* _REQUIRED WORK_:
Filter these records by the string "milliseconds", copying each line that holds it.

[Collected data entries]
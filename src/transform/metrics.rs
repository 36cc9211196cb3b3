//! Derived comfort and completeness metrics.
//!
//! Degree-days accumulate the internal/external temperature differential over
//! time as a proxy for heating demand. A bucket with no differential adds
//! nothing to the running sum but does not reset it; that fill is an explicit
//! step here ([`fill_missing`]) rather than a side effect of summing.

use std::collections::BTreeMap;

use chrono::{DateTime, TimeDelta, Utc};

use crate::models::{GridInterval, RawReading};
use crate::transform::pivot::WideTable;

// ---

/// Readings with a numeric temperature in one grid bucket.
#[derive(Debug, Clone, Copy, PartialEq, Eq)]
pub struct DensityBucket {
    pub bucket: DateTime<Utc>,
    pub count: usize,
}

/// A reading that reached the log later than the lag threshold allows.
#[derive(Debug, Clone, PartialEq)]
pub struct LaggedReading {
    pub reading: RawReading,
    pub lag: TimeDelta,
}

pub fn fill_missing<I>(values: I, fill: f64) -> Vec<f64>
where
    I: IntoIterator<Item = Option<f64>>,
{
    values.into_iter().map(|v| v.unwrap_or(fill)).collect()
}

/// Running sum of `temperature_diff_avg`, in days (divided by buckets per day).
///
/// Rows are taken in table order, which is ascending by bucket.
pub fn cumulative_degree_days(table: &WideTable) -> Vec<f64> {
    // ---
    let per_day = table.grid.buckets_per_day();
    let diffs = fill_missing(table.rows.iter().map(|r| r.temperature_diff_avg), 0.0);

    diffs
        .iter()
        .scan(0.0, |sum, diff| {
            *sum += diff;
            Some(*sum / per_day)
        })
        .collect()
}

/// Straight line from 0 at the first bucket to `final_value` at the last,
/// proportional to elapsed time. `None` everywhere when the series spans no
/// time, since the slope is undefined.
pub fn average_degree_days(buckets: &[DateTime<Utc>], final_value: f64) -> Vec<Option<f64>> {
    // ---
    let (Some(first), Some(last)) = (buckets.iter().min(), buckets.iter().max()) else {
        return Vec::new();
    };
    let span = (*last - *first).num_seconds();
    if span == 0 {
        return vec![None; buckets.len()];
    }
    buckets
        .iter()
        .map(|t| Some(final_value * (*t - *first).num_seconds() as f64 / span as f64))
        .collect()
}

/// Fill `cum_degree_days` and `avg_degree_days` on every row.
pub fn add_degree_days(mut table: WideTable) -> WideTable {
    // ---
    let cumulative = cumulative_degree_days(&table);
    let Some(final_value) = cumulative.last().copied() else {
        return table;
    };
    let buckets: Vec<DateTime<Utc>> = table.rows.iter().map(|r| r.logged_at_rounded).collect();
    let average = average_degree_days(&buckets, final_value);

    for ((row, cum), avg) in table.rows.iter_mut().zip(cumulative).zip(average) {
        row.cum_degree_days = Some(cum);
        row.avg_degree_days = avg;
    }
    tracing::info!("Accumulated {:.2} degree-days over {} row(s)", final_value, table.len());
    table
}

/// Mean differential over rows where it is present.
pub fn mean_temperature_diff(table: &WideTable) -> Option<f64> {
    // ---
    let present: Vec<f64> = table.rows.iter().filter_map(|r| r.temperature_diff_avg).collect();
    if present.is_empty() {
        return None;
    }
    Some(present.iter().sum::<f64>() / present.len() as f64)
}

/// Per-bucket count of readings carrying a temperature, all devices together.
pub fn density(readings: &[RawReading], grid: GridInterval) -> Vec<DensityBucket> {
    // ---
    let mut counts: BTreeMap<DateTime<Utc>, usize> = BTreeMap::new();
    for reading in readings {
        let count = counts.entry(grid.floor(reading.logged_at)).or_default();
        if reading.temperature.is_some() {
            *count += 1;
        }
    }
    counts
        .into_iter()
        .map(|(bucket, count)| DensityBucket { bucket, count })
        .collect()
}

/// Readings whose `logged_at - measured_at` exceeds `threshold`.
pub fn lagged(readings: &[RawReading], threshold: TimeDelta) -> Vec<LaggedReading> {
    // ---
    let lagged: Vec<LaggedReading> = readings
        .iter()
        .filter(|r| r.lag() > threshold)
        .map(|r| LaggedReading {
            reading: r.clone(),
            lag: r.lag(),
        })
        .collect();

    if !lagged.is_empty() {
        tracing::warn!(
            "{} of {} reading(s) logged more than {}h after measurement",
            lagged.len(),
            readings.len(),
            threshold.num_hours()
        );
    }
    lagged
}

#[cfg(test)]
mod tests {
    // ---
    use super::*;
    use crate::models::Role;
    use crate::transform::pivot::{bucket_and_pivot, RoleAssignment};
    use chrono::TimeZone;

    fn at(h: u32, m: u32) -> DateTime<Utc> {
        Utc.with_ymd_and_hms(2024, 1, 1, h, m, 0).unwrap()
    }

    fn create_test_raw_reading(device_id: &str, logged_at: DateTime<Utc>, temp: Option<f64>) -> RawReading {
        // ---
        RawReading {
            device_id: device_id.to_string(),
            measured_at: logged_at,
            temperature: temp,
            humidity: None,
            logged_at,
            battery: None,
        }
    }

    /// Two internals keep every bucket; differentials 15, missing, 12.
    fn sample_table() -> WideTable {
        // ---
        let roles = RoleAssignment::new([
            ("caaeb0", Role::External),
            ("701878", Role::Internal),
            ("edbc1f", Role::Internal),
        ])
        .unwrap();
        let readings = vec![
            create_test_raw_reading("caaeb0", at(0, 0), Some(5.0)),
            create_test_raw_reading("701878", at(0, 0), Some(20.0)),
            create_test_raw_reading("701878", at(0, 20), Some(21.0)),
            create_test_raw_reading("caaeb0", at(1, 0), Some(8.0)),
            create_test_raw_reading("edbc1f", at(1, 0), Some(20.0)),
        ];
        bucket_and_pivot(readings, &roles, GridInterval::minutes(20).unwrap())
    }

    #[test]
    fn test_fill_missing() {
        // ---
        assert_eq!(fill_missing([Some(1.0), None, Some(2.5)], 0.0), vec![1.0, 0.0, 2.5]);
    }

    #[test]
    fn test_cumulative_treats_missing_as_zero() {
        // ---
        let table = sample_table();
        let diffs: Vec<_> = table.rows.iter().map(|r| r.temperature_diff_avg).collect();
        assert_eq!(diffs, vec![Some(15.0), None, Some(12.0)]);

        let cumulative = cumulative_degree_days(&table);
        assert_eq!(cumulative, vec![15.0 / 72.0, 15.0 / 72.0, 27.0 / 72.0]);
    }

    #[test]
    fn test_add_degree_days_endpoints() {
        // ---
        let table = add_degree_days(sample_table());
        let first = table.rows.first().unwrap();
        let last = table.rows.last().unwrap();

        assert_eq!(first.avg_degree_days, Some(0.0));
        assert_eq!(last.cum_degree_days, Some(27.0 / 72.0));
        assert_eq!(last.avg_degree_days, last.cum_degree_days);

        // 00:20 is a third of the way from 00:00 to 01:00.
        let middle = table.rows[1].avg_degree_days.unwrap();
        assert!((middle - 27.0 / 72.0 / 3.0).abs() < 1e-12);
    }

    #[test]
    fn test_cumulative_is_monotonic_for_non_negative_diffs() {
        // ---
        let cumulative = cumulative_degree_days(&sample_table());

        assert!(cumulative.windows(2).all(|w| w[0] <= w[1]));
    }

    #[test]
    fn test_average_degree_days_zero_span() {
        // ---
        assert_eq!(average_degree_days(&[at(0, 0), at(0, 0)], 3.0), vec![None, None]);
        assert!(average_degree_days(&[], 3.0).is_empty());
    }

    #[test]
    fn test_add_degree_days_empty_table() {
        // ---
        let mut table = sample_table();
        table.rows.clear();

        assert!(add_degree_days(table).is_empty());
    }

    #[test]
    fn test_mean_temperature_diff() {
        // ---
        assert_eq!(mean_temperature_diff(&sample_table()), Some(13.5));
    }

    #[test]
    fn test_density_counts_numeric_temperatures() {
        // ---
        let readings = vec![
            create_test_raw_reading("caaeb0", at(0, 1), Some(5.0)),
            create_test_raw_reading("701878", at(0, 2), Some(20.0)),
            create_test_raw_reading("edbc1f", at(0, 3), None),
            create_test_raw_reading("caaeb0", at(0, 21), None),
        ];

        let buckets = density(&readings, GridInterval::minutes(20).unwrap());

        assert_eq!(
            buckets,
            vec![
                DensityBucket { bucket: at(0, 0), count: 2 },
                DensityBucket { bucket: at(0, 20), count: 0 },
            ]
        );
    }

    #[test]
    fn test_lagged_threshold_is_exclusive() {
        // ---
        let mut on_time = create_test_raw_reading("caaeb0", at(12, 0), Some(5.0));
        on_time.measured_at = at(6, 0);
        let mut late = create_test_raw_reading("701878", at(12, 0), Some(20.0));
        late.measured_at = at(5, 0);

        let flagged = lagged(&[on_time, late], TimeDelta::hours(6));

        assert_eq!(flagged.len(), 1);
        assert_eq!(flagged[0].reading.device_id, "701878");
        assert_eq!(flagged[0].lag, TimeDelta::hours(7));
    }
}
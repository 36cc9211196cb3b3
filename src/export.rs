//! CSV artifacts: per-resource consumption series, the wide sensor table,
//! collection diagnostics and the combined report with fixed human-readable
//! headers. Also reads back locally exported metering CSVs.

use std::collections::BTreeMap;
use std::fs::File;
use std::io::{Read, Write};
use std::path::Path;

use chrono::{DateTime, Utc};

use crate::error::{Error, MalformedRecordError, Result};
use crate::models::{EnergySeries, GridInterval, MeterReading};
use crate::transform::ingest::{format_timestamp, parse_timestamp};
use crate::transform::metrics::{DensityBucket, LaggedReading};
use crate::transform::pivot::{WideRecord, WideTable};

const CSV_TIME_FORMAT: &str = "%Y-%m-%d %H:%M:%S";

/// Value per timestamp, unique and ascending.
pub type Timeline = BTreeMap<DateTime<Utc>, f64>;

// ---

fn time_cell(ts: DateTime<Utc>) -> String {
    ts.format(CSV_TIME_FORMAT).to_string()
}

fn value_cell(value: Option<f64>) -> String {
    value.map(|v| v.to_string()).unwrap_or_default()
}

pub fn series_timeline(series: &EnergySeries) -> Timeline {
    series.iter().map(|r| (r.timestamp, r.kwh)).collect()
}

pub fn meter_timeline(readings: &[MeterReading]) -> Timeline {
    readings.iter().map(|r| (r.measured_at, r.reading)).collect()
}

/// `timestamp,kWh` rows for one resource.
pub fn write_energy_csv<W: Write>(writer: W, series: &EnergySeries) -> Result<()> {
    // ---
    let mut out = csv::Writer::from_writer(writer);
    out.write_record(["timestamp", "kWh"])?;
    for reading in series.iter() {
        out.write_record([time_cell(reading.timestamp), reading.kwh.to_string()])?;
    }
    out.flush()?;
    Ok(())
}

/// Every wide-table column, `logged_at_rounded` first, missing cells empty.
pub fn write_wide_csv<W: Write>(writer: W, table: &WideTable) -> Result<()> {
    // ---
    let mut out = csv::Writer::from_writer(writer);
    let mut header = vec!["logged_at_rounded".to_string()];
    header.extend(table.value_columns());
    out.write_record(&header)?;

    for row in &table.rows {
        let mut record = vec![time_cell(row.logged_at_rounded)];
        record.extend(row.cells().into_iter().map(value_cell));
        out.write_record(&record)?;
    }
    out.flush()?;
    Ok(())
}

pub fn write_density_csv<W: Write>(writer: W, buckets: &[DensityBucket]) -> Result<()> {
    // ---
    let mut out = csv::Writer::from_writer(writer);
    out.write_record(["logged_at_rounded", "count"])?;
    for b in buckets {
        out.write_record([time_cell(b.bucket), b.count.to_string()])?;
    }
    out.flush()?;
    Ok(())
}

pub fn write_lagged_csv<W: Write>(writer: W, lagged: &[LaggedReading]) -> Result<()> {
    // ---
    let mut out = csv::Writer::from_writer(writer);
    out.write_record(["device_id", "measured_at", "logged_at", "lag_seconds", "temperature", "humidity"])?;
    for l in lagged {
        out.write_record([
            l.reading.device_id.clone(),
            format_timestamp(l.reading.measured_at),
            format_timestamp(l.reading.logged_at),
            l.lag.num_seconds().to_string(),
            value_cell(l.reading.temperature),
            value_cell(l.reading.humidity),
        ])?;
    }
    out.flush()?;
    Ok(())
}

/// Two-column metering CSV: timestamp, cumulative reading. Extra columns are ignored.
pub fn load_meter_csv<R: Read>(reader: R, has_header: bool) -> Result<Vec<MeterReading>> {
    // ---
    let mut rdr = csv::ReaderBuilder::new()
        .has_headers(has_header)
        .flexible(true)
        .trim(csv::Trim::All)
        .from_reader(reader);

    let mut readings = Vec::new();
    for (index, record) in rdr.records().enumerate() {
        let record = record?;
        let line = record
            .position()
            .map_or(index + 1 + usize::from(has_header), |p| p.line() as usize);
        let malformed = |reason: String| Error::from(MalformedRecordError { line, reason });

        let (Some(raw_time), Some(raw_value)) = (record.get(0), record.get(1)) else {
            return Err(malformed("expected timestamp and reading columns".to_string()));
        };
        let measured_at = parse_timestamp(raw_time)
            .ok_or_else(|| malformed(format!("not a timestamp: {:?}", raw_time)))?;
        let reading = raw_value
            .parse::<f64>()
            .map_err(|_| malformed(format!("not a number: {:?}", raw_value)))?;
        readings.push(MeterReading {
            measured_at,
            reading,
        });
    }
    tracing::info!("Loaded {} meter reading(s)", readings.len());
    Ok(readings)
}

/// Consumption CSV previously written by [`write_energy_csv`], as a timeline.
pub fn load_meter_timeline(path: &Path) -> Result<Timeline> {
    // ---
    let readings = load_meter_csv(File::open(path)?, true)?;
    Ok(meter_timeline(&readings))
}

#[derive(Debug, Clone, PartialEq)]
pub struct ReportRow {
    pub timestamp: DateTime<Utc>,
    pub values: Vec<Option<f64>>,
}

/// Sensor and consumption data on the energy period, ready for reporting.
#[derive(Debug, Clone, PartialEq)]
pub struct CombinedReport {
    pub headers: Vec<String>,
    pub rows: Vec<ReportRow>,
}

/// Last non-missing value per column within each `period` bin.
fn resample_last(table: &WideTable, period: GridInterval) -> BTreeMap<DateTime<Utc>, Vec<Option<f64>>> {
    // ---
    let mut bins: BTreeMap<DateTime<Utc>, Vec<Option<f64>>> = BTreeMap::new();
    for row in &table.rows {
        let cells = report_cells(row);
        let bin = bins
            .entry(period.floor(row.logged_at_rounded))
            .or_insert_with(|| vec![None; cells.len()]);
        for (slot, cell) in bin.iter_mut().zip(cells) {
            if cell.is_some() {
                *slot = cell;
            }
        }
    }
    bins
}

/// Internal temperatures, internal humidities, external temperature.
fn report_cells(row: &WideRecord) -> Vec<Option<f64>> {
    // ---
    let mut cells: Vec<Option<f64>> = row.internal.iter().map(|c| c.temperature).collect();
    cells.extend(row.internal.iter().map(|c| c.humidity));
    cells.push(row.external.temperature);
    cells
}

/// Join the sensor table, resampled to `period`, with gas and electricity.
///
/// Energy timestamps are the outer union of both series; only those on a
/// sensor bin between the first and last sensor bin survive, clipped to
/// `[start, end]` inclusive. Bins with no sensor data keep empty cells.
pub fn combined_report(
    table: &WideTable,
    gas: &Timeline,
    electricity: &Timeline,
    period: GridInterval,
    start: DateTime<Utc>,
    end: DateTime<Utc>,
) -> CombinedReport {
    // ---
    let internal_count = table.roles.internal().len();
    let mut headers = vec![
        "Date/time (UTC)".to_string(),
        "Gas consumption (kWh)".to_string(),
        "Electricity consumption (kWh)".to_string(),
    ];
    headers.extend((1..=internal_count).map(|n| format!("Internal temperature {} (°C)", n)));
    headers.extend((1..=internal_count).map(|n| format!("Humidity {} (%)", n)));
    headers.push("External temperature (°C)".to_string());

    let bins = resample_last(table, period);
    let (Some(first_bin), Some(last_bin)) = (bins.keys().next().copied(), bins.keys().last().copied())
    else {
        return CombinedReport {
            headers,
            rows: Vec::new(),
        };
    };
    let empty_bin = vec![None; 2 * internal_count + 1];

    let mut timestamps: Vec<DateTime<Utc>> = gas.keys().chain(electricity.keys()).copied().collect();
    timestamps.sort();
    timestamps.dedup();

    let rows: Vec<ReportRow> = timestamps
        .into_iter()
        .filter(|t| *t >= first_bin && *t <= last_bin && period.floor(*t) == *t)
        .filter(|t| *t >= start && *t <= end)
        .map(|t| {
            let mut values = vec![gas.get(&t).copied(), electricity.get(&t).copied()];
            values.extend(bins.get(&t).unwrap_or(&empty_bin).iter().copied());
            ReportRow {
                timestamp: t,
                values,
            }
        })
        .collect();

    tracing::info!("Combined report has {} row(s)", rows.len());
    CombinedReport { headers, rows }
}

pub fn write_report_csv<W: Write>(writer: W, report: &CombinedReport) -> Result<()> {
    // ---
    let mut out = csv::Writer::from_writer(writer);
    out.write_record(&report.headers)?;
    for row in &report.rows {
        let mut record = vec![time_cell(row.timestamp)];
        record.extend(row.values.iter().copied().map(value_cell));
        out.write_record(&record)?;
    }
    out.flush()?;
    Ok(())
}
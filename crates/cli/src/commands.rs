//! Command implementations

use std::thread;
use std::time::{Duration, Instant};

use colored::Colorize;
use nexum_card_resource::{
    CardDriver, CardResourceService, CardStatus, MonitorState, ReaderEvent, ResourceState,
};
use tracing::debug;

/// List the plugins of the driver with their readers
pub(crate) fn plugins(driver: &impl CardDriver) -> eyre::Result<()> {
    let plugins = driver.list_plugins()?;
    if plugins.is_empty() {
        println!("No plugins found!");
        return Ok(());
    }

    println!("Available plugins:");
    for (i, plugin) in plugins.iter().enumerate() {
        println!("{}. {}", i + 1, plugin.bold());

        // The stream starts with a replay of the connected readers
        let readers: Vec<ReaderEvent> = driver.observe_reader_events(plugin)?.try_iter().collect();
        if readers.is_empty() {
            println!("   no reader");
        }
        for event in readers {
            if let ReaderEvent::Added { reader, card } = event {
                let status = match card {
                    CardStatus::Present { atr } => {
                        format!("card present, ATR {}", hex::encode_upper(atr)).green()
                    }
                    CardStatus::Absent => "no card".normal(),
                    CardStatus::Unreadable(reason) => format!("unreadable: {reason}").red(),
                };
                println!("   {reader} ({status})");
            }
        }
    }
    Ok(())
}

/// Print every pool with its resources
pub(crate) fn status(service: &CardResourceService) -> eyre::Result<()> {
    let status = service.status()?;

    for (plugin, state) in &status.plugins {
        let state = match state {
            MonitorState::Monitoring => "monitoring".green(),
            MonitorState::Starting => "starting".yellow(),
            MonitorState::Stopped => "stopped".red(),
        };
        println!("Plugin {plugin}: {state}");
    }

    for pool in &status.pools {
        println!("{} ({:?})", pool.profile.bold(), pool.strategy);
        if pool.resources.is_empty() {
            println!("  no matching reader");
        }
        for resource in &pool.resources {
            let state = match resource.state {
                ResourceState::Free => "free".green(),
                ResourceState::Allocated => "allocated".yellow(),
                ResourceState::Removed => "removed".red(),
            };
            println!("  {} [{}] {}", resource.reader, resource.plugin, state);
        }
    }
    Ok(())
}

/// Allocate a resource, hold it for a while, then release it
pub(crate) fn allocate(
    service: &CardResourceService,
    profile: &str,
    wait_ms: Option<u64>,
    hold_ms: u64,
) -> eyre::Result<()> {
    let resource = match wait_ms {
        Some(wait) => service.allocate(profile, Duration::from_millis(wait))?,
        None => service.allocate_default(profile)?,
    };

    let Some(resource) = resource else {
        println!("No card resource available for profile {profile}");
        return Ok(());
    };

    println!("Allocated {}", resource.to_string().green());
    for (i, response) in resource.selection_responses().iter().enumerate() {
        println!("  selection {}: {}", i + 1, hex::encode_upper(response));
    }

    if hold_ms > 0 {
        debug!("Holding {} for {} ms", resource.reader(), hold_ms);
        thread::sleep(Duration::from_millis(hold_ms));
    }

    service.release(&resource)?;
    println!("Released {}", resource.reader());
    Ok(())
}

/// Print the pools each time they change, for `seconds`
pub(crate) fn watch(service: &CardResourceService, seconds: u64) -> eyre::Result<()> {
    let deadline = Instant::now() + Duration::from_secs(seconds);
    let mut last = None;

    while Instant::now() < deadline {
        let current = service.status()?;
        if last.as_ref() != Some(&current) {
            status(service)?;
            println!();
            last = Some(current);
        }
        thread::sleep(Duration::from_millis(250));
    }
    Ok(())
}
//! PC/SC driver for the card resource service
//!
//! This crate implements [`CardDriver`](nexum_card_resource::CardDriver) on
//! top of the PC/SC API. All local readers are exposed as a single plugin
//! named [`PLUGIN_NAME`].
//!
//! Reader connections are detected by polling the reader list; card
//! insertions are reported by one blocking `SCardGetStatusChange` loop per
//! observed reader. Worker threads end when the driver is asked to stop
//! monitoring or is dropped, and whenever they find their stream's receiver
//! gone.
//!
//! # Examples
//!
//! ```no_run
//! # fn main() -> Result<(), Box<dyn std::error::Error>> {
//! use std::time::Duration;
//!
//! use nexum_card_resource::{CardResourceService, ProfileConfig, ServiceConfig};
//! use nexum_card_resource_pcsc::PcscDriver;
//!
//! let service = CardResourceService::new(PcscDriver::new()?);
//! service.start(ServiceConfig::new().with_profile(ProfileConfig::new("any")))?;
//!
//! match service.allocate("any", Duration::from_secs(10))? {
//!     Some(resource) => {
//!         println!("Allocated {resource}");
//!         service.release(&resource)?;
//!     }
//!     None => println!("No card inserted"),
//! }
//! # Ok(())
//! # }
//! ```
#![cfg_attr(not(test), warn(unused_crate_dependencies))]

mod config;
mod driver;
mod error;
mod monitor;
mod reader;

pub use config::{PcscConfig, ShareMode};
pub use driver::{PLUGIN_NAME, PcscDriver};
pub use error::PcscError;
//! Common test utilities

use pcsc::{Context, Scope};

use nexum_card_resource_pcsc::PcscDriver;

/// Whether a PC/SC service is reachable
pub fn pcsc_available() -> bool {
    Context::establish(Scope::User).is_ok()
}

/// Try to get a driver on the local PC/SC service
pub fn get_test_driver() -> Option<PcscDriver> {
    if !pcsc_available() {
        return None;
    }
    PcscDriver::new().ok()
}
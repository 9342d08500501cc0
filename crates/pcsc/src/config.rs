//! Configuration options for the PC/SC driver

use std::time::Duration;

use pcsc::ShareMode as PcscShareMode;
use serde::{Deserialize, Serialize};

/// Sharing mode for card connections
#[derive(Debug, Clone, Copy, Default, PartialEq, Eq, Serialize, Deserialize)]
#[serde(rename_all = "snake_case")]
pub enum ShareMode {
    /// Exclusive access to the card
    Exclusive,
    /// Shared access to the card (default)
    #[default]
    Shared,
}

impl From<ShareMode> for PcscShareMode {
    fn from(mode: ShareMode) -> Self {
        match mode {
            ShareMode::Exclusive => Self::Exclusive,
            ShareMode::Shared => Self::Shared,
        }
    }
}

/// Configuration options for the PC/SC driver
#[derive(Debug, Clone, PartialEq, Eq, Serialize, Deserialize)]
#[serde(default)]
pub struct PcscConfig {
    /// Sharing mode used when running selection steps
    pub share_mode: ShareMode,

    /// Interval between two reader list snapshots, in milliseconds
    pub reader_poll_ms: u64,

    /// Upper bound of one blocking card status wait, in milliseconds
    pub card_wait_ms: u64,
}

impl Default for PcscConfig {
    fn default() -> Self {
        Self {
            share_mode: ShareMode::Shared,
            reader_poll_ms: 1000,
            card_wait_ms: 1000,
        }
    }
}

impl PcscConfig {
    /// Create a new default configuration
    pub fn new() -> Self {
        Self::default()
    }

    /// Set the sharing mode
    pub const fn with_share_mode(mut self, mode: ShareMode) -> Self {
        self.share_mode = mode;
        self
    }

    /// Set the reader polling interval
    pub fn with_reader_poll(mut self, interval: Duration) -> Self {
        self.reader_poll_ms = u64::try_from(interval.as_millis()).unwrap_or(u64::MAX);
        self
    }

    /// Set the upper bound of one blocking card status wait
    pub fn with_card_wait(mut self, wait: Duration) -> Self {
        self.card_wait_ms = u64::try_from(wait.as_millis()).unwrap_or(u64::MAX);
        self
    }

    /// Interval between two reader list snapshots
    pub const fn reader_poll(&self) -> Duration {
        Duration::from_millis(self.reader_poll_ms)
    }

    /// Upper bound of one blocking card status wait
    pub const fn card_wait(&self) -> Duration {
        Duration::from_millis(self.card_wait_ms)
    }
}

* _RESULT OF THIS EXERCISE_:
    /// Interval between two reader list snapshots, in milliseconds
    /// Upper bound of one blocking card status wait, in milliseconds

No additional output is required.